## What to do
Return every line of the entries that includes the word "crate".

## Source material
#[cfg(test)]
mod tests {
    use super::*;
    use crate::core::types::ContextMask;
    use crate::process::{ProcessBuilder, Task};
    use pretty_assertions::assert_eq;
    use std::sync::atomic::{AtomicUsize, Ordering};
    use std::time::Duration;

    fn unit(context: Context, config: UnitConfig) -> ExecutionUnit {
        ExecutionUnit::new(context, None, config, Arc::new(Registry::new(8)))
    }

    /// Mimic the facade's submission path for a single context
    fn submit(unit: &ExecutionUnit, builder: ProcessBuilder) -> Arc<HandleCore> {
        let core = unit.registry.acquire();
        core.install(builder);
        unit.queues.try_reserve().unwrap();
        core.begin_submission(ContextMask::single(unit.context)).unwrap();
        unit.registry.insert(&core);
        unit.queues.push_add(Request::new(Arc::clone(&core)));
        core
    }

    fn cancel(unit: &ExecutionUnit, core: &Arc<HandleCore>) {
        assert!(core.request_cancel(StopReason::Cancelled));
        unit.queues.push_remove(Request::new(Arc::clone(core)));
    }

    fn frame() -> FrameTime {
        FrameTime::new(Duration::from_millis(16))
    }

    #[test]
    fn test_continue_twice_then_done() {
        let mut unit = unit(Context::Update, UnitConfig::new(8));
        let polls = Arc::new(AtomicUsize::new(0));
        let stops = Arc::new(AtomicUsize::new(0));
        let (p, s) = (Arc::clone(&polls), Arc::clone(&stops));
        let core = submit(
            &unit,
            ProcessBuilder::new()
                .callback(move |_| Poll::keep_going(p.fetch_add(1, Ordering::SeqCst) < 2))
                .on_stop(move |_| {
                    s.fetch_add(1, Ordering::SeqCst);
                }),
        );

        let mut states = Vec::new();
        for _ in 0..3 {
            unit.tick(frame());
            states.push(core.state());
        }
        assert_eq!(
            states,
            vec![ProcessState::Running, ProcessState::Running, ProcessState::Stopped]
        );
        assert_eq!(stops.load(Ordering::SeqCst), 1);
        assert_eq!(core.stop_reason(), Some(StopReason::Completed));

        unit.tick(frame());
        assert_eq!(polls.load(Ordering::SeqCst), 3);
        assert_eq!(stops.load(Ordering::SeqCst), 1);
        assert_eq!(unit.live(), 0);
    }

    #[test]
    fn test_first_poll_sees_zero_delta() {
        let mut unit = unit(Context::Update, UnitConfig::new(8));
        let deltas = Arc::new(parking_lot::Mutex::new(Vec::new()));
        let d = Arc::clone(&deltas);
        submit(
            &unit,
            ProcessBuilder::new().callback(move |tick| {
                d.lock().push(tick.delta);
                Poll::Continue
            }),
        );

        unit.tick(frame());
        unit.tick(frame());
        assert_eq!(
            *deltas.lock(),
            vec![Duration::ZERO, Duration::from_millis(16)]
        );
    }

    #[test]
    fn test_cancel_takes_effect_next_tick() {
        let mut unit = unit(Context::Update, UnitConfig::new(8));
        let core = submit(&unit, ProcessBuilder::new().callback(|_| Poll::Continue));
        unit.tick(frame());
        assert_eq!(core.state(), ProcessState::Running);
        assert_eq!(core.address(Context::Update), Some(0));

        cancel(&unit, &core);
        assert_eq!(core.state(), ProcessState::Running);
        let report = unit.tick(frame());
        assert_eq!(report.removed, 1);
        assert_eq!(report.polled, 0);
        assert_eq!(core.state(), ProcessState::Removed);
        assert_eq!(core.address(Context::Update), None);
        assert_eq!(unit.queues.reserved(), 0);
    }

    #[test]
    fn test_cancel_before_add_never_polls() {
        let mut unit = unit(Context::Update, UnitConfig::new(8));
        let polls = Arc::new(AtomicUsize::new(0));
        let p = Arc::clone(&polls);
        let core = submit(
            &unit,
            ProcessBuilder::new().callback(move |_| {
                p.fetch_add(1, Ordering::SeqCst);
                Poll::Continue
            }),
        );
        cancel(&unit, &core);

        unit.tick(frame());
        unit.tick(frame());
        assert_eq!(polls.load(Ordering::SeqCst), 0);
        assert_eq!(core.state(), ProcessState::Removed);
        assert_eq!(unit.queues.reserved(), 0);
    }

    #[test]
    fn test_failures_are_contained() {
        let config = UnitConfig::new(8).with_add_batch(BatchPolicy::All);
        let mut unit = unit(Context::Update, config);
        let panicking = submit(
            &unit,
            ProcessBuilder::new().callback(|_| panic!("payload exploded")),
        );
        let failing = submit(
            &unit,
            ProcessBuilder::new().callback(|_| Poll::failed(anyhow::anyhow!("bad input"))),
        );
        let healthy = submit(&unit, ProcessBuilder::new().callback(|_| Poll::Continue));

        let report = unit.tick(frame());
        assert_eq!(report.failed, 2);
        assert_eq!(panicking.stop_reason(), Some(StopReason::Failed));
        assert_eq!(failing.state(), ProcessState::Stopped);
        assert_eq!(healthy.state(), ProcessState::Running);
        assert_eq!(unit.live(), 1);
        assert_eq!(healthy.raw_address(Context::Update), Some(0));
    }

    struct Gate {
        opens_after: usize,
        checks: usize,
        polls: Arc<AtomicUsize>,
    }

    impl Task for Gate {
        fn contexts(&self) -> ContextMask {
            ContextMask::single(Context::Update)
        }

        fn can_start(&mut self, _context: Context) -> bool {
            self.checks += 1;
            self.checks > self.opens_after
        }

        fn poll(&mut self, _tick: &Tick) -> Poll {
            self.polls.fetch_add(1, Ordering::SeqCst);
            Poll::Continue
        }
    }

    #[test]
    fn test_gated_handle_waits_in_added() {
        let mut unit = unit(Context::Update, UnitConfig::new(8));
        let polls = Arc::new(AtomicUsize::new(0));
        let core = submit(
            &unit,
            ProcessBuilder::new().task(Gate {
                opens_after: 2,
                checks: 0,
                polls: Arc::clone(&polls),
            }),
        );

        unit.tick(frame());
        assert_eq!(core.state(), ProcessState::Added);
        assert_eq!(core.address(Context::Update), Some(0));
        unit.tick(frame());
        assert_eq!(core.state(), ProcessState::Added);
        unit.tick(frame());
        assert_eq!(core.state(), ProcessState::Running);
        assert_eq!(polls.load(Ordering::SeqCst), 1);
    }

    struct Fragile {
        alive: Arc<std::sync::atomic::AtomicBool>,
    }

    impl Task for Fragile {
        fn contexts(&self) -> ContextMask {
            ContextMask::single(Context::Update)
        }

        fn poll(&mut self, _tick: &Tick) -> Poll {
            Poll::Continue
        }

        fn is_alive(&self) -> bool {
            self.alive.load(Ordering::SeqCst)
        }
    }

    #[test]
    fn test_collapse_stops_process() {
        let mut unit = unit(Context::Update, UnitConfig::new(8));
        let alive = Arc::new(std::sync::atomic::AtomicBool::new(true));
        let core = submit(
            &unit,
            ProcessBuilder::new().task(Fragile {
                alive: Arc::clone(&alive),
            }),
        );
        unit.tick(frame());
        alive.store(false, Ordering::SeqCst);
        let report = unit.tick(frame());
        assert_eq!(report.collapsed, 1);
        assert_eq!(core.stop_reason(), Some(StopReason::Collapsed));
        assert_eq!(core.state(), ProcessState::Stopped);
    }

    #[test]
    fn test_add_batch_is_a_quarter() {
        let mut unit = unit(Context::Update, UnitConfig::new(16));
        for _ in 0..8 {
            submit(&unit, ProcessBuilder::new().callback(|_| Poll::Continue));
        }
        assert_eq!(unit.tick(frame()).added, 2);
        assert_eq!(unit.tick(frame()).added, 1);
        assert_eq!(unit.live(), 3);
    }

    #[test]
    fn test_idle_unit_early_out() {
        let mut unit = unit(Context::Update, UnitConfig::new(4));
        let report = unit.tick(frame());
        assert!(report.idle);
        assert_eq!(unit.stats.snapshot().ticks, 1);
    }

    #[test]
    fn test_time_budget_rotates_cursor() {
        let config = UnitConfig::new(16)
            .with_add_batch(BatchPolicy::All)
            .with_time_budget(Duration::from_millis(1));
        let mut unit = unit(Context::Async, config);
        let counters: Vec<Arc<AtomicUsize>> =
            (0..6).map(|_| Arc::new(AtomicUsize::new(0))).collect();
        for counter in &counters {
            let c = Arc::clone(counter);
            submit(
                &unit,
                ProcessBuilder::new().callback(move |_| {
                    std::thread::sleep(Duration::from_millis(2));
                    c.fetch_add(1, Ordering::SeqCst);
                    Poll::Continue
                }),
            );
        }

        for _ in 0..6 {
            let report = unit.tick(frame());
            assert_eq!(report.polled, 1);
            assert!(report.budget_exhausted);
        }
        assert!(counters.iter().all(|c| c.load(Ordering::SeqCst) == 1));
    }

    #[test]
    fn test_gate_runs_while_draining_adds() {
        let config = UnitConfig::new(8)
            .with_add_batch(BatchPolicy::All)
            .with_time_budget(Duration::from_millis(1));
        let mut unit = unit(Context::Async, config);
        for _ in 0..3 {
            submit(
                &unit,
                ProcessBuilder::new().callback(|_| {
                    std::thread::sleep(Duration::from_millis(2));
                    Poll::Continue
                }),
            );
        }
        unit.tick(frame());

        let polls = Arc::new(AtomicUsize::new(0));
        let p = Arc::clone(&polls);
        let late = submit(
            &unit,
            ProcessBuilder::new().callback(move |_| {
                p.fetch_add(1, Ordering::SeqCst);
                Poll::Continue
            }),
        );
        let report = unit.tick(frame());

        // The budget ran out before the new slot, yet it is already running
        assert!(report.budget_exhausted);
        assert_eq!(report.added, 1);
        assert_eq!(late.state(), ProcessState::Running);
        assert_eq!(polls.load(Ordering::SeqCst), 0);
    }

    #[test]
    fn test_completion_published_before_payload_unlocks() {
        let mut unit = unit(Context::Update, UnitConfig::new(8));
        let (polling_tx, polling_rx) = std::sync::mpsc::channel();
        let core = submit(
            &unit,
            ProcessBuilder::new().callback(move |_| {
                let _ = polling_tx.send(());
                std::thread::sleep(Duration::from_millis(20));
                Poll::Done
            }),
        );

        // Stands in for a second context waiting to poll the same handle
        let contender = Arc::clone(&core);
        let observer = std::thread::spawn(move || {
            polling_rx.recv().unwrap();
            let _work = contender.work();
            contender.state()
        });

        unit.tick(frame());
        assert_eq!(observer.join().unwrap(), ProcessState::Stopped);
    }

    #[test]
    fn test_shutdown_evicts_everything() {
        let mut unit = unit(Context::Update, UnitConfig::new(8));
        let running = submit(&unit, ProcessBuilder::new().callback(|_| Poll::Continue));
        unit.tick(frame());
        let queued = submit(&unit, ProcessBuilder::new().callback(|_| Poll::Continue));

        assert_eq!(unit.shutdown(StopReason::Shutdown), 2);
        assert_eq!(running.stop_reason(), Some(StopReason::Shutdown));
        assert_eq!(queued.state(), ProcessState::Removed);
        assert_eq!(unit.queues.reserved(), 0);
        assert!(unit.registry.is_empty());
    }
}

## Response area
    use crate::core::types::ContextMask;
    use crate::process::{ProcessBuilder, Task};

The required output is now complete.